Langkah berkendara halus berikutnya untuk menjaga efisiensi pasokan bensin ke ruang bakar kendaraan Anda:

  • Jaga putaran mesin konstan tetap berada di bawah rentang 2.000 rpm.

  • Manfaatkan perpindahan rasio sabuk baja komponen transmisi CVT secara optimal.

  • Hindari melakukan tindakan pengereman mendadak dengan membaca ritme lalu lintas.

  • Selalu manfaatkan fitur mode berkendara ekonomis atau Eco Mode bawaan mobil.

  • Batasi kecepatan maksimal di jalur bebas hambatan pada angka 90 kilometer per jam.

Membatasi kecepatan tertinggi di jalan tol sangat efektif untuk meminimalkan efek turbulensi udara akibat bodi yang tinggi. Dengan cara berkendara yang santai ini, konsumsi bahan bakar mobil bekas Anda akan tetap terjaga irit.

Pertanyaan Seputar Yaris Heykers

  • Apakah keausan komponen sabuk baja (steel belt) pada transmisi CVT odometer di atas 100.000 kilometer memboroskan bbm?

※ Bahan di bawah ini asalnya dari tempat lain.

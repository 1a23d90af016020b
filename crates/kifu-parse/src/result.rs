use kifu_tree::GameResult;

/// Splits `RE` into its outcome and the bracketed comment after it.
pub(crate) fn split_result(text: &str) -> (String, String) {
    let open = [text.find('('), text.find('{')].into_iter().flatten().filter(|&at| at > 0).min();
    let (value, comment) = match open {
        Some(at) => (text[..at].trim_end(), &text[at..]),
        None => (text, ""),
    };
    if value != "Left unfinished" {
        return (value.to_owned(), comment.to_owned());
    }
    let comment = match comment.chars().next() {
        None => "(Left unfinished)".to_owned(),
        Some(bracket @ ('(' | '{')) => format!("{bracket}Left unfinished. {}", &comment[1..]),
        Some(_) => format!("(Left unfinished) {comment}"),
    };
    ("Void".to_owned(), comment)
}

/// Takes the first number out of a result comment, leaving `%` in its place.
/// Returns the remaining text, the number, the opening bracket and whether
/// the comment was closed by the matching bracket.
pub(crate) fn take_out_number(comment: &str) -> (String, Option<u32>, Option<char>, bool) {
    let (separator, inner, both) = match comment.chars().next() {
        Some(open @ ('(' | '{')) => {
            let close = if open == '(' { ')' } else { '}' };
            match comment[1..].strip_suffix(close) {
                Some(inner) => (Some(open), inner, true),
                None => (Some(open), &comment[1..], false),
            }
        }
        _ => (None, comment, false),
    };

    let Some(start) = inner.find(|c: char| c.is_ascii_digit()) else {
        return (inner.to_owned(), None, separator, both);
    };
    let len = inner[start..].find(|c: char| !c.is_ascii_digit()).unwrap_or(inner.len() - start);
    let number = inner[start..start + len].parse().ok();
    let base = format!("{}%{}", &inner[..start], &inner[start + len..]);
    (base, number, separator, both)
}

pub(crate) fn game_result(text: &str) -> GameResult {
    let (value, comment) = split_result(text);
    let (comment, number, separator, both_brackets) = take_out_number(&comment);
    GameResult { value, comment, number, separator, both_brackets }
}
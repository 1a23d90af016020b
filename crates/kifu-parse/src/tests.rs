use std::fmt::Write as _;
use std::fs;
use std::path::{Path, PathBuf};

use expect_test::expect_file;
use kifu_board::coord::encode_point;
use kifu_board::{BoardEngine, Goban, Point};
use kifu_tree::printer::{PrintOptions, to_sgf_string};

use crate::{Parse, ParseOptions, Statistics, parse, parse_with};

#[derive(PartialEq, Eq, PartialOrd, Ord)]
struct TestCase {
    input: PathBuf,
    expected: PathBuf,
    text: String,
}

impl TestCase {
    fn list() -> Vec<Self> {
        let test_data_dir = Path::new(env!("CARGO_MANIFEST_DIR")).join("test_data");

        let mut cases = fs::read_dir(&test_data_dir)
            .unwrap_or_else(|err| {
                panic!("Cannot read directory {}: {err}", test_data_dir.display())
            })
            .filter_map(|entry| {
                let path = entry.ok()?.path();
                if path.extension()? == "sgf" {
                    let expected = path.with_extension("tree");
                    let text = fs::read_to_string(&path).ok()?;
                    Some(Self { input: path, expected, text })
                } else {
                    None
                }
            })
            .collect::<Vec<_>>();

        cases.sort();
        cases
    }
}

fn render<B: BoardEngine>(parse: &Parse<B>) -> String {
    let mut out = parse.tree.debug_dump();
    out.push_str("Errors:\n");
    for diagnostic in &parse.diagnostics {
        let _ = writeln!(out, "  {}: {}", diagnostic.severity(), diagnostic.message());
    }
    out
}

#[test]
fn parse_test_data() {
    for case in TestCase::list() {
        let parse = parse(&case.text, &ParseOptions::default());
        expect_file![&case.expected].assert_eq(&render(&parse));
    }
}

const GAME: &str = "(;FF[4]SZ[19]PB[Honinbo Shusaku]PW[Gennan Inseki]RE[B+2 (after 325 moves)]
;B[qd];W[dc];B[pq];W[oc]
(;B[cp])
(;B[dp]C[Joseki \\] done])
)";

#[test]
fn printed_records_parse_back_the_same() {
    let options = ParseOptions::default();
    let first = parse(GAME, &options);
    assert!(first.diagnostics.is_empty());

    let printed = to_sgf_string(&first.tree, &PrintOptions::default()).unwrap();
    let second = parse(&printed, &options);
    assert!(second.diagnostics.is_empty(), "{printed}");
    assert_eq!(first.tree.debug_dump(), second.tree.debug_dump());
}

#[test]
fn passes_large_boards_and_collections_print_back() {
    let options = ParseOptions::default();
    for text in [
        "(;FF[3]SZ[19];B[pd];W[tt];B[dd];W[tt])",
        "(;FF[4]SZ[25];B[tt];W[yy];B[])",
        "(;SZ[19];B[pd];W[dp])(;SZ[9];B[cc](;W[gg])(;W[gc]))(;SZ[13];B[jd])",
    ] {
        let first = parse(text, &options);
        assert!(!first.diagnostics.has_errors(), "{text}");

        let printed = to_sgf_string(&first.tree, &PrintOptions::default()).unwrap();
        let second = parse(&printed, &options);
        assert_eq!(first.diagnostics.len(), second.diagnostics.len(), "{printed}");
        assert_eq!(first.tree.debug_dump(), second.tree.debug_dump(), "{printed}");
    }
}

#[test]
fn variations_restore_the_board() {
    let parse = parse(GAME, &ParseOptions::default());
    // Both variations are taken back once closed.
    assert_eq!(parse.tree.board().move_number(), 4);
    assert_eq!(parse.tree.board().occupied(), 4);
}

#[test]
fn move_limit_stops_the_file() {
    let options = ParseOptions { move_limit: Some(2), ..ParseOptions::default() };
    let parse = parse("(;SZ[19];B[aa];W[bb];B[cc];W[dd])(;B[ee])", &options);
    assert!(parse.limit_reached);
    assert!(!parse.aborted);
    assert!(parse.diagnostics.is_empty());
    // Root, collection, game info and the two moves.
    assert_eq!(parse.tree.len(), 5);
}

#[test]
fn move_limit_on_a_long_record() {
    let moves = (0..50u8)
        .map(|i| {
            let color = if i % 2 == 0 { 'B' } else { 'W' };
            format!(";{color}[{}]", encode_point(Point::new(i % 19, i / 19)))
        })
        .collect::<String>();
    let text = format!("(;SZ[19]{moves})");

    let options = ParseOptions { move_limit: Some(10), ..ParseOptions::default() };
    let limited = parse(&text, &options);
    assert!(limited.limit_reached);
    let tree = &limited.tree;
    assert_eq!(tree.node_indices().filter(|&node| tree.get_move(node).is_ok()).count(), 10);
    assert_eq!(tree.board().move_number(), 10);

    let whole = parse(&text, &ParseOptions::default());
    assert!(!whole.limit_reached);
    assert_eq!(whole.tree.board().move_number(), 50);
}

#[test]
fn comments_can_be_dropped() {
    let options = ParseOptions { comments: false, ..ParseOptions::default() };
    let parse = parse("(;;B[pd]C[first move])", &options);
    assert!(parse.tree.debug_dump().ends_with("3 BlackMove pd\n"));
}

#[test]
fn tracking_mode_counts_without_stones() {
    let options = ParseOptions { play: false, ..ParseOptions::default() };
    let parse = parse("(;AB[aa][bb];B[cc];W[cc])", &options);
    assert!(parse.diagnostics.is_empty());
    assert_eq!(parse.tree.board().occupied(), 0);
    assert_eq!(parse.tree.board().move_number(), 2);
    assert_eq!(parse.tree.board().depth(), 4);
}

#[test]
fn empty_input_has_no_games() {
    let parse = parse("", &ParseOptions::default());
    let messages = parse.diagnostics.iter().map(|d| d.message()).collect::<Vec<_>>();
    assert_eq!(messages, ["file contains no games"]);
}

#[test]
fn node_capacity_is_fatal() {
    let text = format!("(;{})", ";".repeat(70_000));
    let parse = parse(&text, &ParseOptions::default());
    assert!(parse.aborted);
    assert!(parse.diagnostics.is_fatal());
    assert_eq!(parse.tree.len(), kifu_tree::MAX_ENTRIES);
}

#[test]
fn deep_nesting_is_fatal() {
    let text = format!("(;{}{})", "(;".repeat(1_100), ")".repeat(1_100));
    let parse = std::thread::Builder::new()
        .stack_size(64 << 20)
        .spawn(move || parse(&text, &ParseOptions::default()))
        .unwrap()
        .join()
        .unwrap();
    assert!(parse.aborted);
    let fatal = parse.diagnostics.errors().map(|d| d.message()).collect::<Vec<_>>();
    assert_eq!(fatal, ["variations nested deeper than 1000"]);
}

#[test]
fn statistics_collect_players_and_results() {
    let mut stats = Statistics::new();
    let options =
        ParseOptions { file_name: "games/1846-09-11.sgf".to_owned(), ..ParseOptions::default() };
    let parse = parse_with(GAME, &options, Goban::default(), Some(&mut stats));
    assert!(parse.diagnostics.is_empty());

    assert_eq!(stats.files, 1);
    assert_eq!(stats.properties["B"], 4);
    assert_eq!(stats.results["B+2"], 1);
    assert_eq!(stats.result_comments["after % moves"], 1);
    let player = &stats.players["Honinbo Shusaku"];
    assert_eq!((player.games, player.first_game.as_str()), (1, "1846-09-11"));
}

#[test]
fn game_info_is_filled_in() {
    let parse = parse(GAME, &ParseOptions::default());
    let info = &parse.tree.info;
    assert_eq!(info.black_player, "Honinbo Shusaku");
    assert_eq!(info.result.value, "B+2");
    assert_eq!(info.result.number, Some(325));
    assert!(info.is_ff4());
}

    Ya, keausan mikro pada permukaan kontak sabuk baja dan puli memicu terjadinya slip hidrolis halus. Kondisi ini membuang energi mekanis mesin menjadi panas fluida sehingga menaikkan konsumsi bensin sekitar lima hingga tujuh persen.

  • Bagaimana pengaruh penurunan kompresi mesin 2NR-FE akibat tumpukan deposit karbon terhadap konsumsi bahan bakar?

    Tumpukan karbon pada payung katup dan ruang bakar memicu gejala pre-ignition atau ngelitik. Masalah ini membuat ECU mendeteksi ketukan lalu memundurkan waktu pengapian sehingga efisiensi termal turun dan memboroskan bbm hingga delapan persen.

  • Apakah penggunaan oli mesin dengan viskositas lebih kental seperti 10W-40 pada unit bekas mempengaruhi efisiensi bbm?

    Benar, viskositas oli yang lebih kental akan meningkatkan hambatan gesek hidrodinamik internal di dalam komponen mesin. Hal ini membutuhkan energi mekanis lebih besar untuk memutar kruk as sehingga menurunkan kehematan bbm sebesar tiga persen dibanding oli standar SAE 0W-20.

  • Mengapa nilai konsumsi BBM Yaris Heykers bekas sering kali menurun drastis saat melaju di atas kecepatan 110 kilometer per jam di jalan tol?

    Kenaikan kecepatan secara eksponensial akan melipatgandakan hambatan aerodinamis bodi crossover Heykers yang tinggi. Hambatan angin yang besar ini memaksa mesin berputar di atas 2.800 rpm untuk mempertahankan kecepatan sehingga ECU menyuplai bensin lebih kaya.